A new report released by the Institute for Energy Economics and Financial Analysis (IEEFA), ‘Seriously stressed and stranded: The burden of non-performing assets in India’s thermal power sector’ also names Gulbarga Thermal Power Station.

The 12 non-performing or stranded assets reviewed included some previously identified by the government, others which have been “unable to operate at a competitive price,” and projects which have been on the drawing board for over a decade and “most likely will never be constructed.”

Tim Buckley, lead author of the report and director of energy finance studies with IEEFA, says stranded assets in the Indian thermal sector are not limited to the 34 projects highlighted by the Standing Committee on NPAs in 2018.

“Each of the 12 non-performing assets we reviewed had questionable economics behind their investment proposals, particularly as lower cost renewable alternatives can be built in a third of the time and at 30% or lower cost to Indian electricity consumers,” the report said, adding that apart from placing stress on a “troubled banking sector,” they are also “hampering the bank’s ability to invest in clean new renewable energy projects to meet both India’s electricity demand needs and the country’s ambitious world-leading renewable energy targets.” About the 1,320MW Gulbarga Thermal Power Station, the report said the plant, proposed by the State-owned Power Company of Karnataka Limited (PCKL) in 2010, is planned to have two units of 660MW “based on outdated technology.” Land totalling 1,600 acres was acquired in 2010, but since then the project has not acquired a coal linkage nor an environmental clearance, it pointed out.

Coal dependency

The report also mentions the State’s coal dependency. “Karnataka does not have any in-State coal production. It is dependent on coal with a high delivery cost, procured either via railways from mines outside the State or via imported seaborne coal. As of September 2019, Karnataka had 9.8GW of operational coal-fired capacity. The coal-fired power fleet in Karnataka has operated at an unsustainably low utilisation factor of 35% for two consecutive years 2017-18 and 2018-19.”

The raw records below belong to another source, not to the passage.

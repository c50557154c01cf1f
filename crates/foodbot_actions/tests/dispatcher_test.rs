//! End-to-end tests from inbound message to chat output.

mod test_utils;

use foodbot_actions::{
    ActionId, COUNTING_MESSAGE, DIRECT_MESSAGE_APOLOGY, DispatchOutcome, Dispatcher, FOUND_MESSAGE,
    RELOAD_FAILED_MESSAGE, RELOADED_MESSAGE, Snapshot, SnapshotStore,
};
use foodbot_core::{Actor, GuildEmoji, Reaction};
use foodbot_error::{ActionErrorKind, SettingsErrorKind};
use foodbot_settings::{
    ActionSettings, BotSettings, FromSettings, GeneralSettings, SettingsPaths, SystemSettings,
};
use std::sync::Arc;
use tempfile::TempDir;
use test_utils::{
    COMMAND_CHANNEL, MockPlatform, command, direct_message, message_minutes_ago, text_channel,
    with_reactions,
};

fn settings(reload_active: bool) -> BotSettings {
    BotSettings::new(
        SystemSettings::new("!", ["owner", "another-owner"]),
        GeneralSettings::new(2000),
        vec![
            ActionSettings::new("count_emoji", ["countemoji"]).with_setting("days_to_count", "7"),
            ActionSettings::new("help", ["help"]),
            ActionSettings::new("reload", ["reload"])
                .with_active(reload_active)
                .with_whitelist(["ops"]),
        ],
    )
}

fn dispatcher(platform: Arc<MockPlatform>, dir: &TempDir, settings: BotSettings) -> Dispatcher {
    let store = SnapshotStore::new(
        SettingsPaths::in_dir(dir.path()),
        Snapshot::from_settings(settings).unwrap(),
    );
    Dispatcher::new(platform, Arc::new(store))
}

fn emoji_platform() -> MockPlatform {
    MockPlatform::new()
        .with_emojis(vec![GuildEmoji::new(1, "pog"), GuildEmoji::new(2, "kek")])
        .with_channel(
            text_channel(11, "general"),
            vec![
                message_minutes_ago(3, 5, "<:pog:1> <:pog:1>"),
                with_reactions(message_minutes_ago(2, 60, "nice"), vec![Reaction::custom(1, 2)]),
                message_minutes_ago(1, 60 * 24 * 3, "<:kek:2>"),
            ],
        )
}

#[tokio::test]
async fn test_count_emoji_reports_progress_then_tally() {
    let dir = TempDir::new().unwrap();
    let platform = Arc::new(emoji_platform());
    let dispatcher = dispatcher(Arc::clone(&platform), &dir, settings(false));

    let outcome = dispatcher
        .handle(command(Actor::new("user"), "!countemoji"))
        .await
        .unwrap();

    assert_eq!(outcome, DispatchOutcome::Completed(ActionId::CountEmoji));
    assert_eq!(
        platform.sent_texts(),
        vec![
            COUNTING_MESSAGE.to_string(),
            "Emoji <:kek:2> was used 1 times.\nEmoji <:pog:1> was used 4 times.\nThe end!"
                .to_string(),
        ]
    );

    let edits = platform.edits.lock();
    assert_eq!(edits.len(), 1);
    assert_eq!(edits[0].0, COMMAND_CHANNEL);
    assert_eq!(edits[0].2, FOUND_MESSAGE);
}

#[tokio::test]
async fn test_count_emoji_report_survives_deleted_progress_message() {
    let dir = TempDir::new().unwrap();
    let platform = Arc::new(emoji_platform().with_failing_edits());
    let dispatcher = dispatcher(Arc::clone(&platform), &dir, settings(false));

    let outcome = dispatcher
        .handle(command(Actor::new("user"), "!countemoji"))
        .await
        .unwrap();

    assert_eq!(outcome, DispatchOutcome::Completed(ActionId::CountEmoji));
    assert!(platform.edits.lock().is_empty());
    assert_eq!(
        platform.sent_texts(),
        vec![
            COUNTING_MESSAGE.to_string(),
            "Emoji <:kek:2> was used 1 times.\nEmoji <:pog:1> was used 4 times.\nThe end!"
                .to_string(),
        ]
    );
}

#[tokio::test]
async fn test_count_emoji_days_argument_narrows_window() {
    let dir = TempDir::new().unwrap();
    let platform = Arc::new(emoji_platform());
    let dispatcher = dispatcher(Arc::clone(&platform), &dir, settings(false));

    dispatcher
        .handle(command(Actor::new("user"), "!countemoji 1"))
        .await
        .unwrap();

    assert_eq!(
        platform.sent_texts()[1],
        "Emoji <:kek:2> was used 0 times.\nEmoji <:pog:1> was used 4 times.\nThe end!"
    );
}

#[tokio::test]
async fn test_bad_days_argument_is_answered_not_run() {
    let dir = TempDir::new().unwrap();
    let platform = Arc::new(emoji_platform());
    let dispatcher = dispatcher(Arc::clone(&platform), &dir, settings(false));

    let outcome = dispatcher
        .handle(command(Actor::new("user"), "!countemoji forever"))
        .await
        .unwrap();

    let reply = "Can't parse `forever` as a number of days.".to_string();
    assert_eq!(outcome, DispatchOutcome::Rejected(reply.clone()));
    assert_eq!(platform.sent_texts(), vec![reply]);
    assert!(platform.requested_channels().is_empty());
}

#[tokio::test]
async fn test_direct_message_gets_apology() {
    let dir = TempDir::new().unwrap();
    let platform = Arc::new(MockPlatform::new());
    let dispatcher = dispatcher(Arc::clone(&platform), &dir, settings(false));

    let outcome = dispatcher
        .handle(direct_message(Actor::new("user"), "!help"))
        .await
        .unwrap();

    assert_eq!(outcome, DispatchOutcome::Apologized);
    assert_eq!(platform.sent_texts(), vec![DIRECT_MESSAGE_APOLOGY.to_string()]);
}

#[tokio::test]
async fn test_ignored_messages_send_nothing() {
    let dir = TempDir::new().unwrap();
    let platform = Arc::new(MockPlatform::new());
    let dispatcher = dispatcher(Arc::clone(&platform), &dir, settings(false));

    for text in ["hello", "!unknown", "!reload"] {
        let outcome = dispatcher
            .handle(command(Actor::new("owner"), text))
            .await
            .unwrap();
        assert_eq!(outcome, DispatchOutcome::Ignored);
    }
    assert!(platform.sent_texts().is_empty());
}

#[tokio::test]
async fn test_help_lists_only_permitted_commands() {
    let dir = TempDir::new().unwrap();
    let platform = Arc::new(MockPlatform::new());
    let dispatcher = dispatcher(Arc::clone(&platform), &dir, settings(true));

    dispatcher
        .handle(command(Actor::new("user"), "!help"))
        .await
        .unwrap();
    let user_help = platform.sent_texts().join("");
    assert!(user_help.contains("`!countemoji`"));
    assert!(user_help.contains("last 7 days"));
    assert!(user_help.contains("`!help`"));
    assert!(!user_help.contains("`!reload`"));
    assert!(user_help.contains("Admins: another-owner, owner"));
    assert!(!user_help.contains("The end!"));

    platform.sent.lock().clear();
    dispatcher
        .handle(command(Actor::new("user").with_roles(["ops"]), "!help"))
        .await
        .unwrap();
    assert!(platform.sent_texts().join("").contains("`!reload`"));
}

#[tokio::test]
async fn test_reload_swaps_settings_and_reports_failure() {
    let dir = TempDir::new().unwrap();
    let platform = Arc::new(MockPlatform::new());
    let dispatcher = dispatcher(Arc::clone(&platform), &dir, settings(true));
    let paths = SettingsPaths::in_dir(dir.path());
    let ops = || Actor::new("operator").with_roles(["ops"]);

    // Nothing on disk yet: reload fails and the old snapshot stays
    let err = dispatcher.handle(command(ops(), "!reload")).await.unwrap_err();
    match err.kind() {
        ActionErrorKind::Settings(settings) => {
            assert!(matches!(settings.kind(), SettingsErrorKind::Missing(_)));
        }
        other => panic!("Expected a settings error, got {:?}", other),
    }
    assert_eq!(platform.sent_texts(), vec![RELOAD_FAILED_MESSAGE.to_string()]);
    assert_eq!(dispatcher.store().current().router().prefix(), "!");

    let base = settings(true);
    let changed = BotSettings::new(
        SystemSettings::new("?", base.system().admins().clone()),
        base.general().clone(),
        base.actions().clone(),
    );
    paths.write(&changed).unwrap();

    platform.sent.lock().clear();
    dispatcher.handle(command(ops(), "!reload")).await.unwrap();
    assert_eq!(platform.sent_texts(), vec![RELOADED_MESSAGE.to_string()]);
    assert_eq!(dispatcher.store().current().router().prefix(), "?");

    let outcome = dispatcher.handle(command(ops(), "!help")).await.unwrap();
    assert_eq!(outcome, DispatchOutcome::Ignored);
}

The report came at the same time that ratings agency ICRA revised the year end outlook for the power sector from “stable” to “negative”, driven by factors such as the “slowdown in energy demand growth, sluggish progress in resolution of stressed thermal assets and less than expected improvement in discom finances.”

The IEEFA report has recommended that instead of building “uncompetitive and expensive coal-based thermal power plants,” investments should be made in wind and solar-based power systems as well as flexible gas-based plants.

Energy expert M.G. Prabhakar concurred.

“Capital is scarce. Why use it for technologies that are outdated? We already have an installed capacity of 28,716 MW against the 12,881 MW peak load met IN 2019-20. We are selling energy at throwaway prices in the open market for ₹4.20 (average for 2018-19 and up to June 2019-20) and charging industrial consumers ₹7.20. It is illogical,” he said.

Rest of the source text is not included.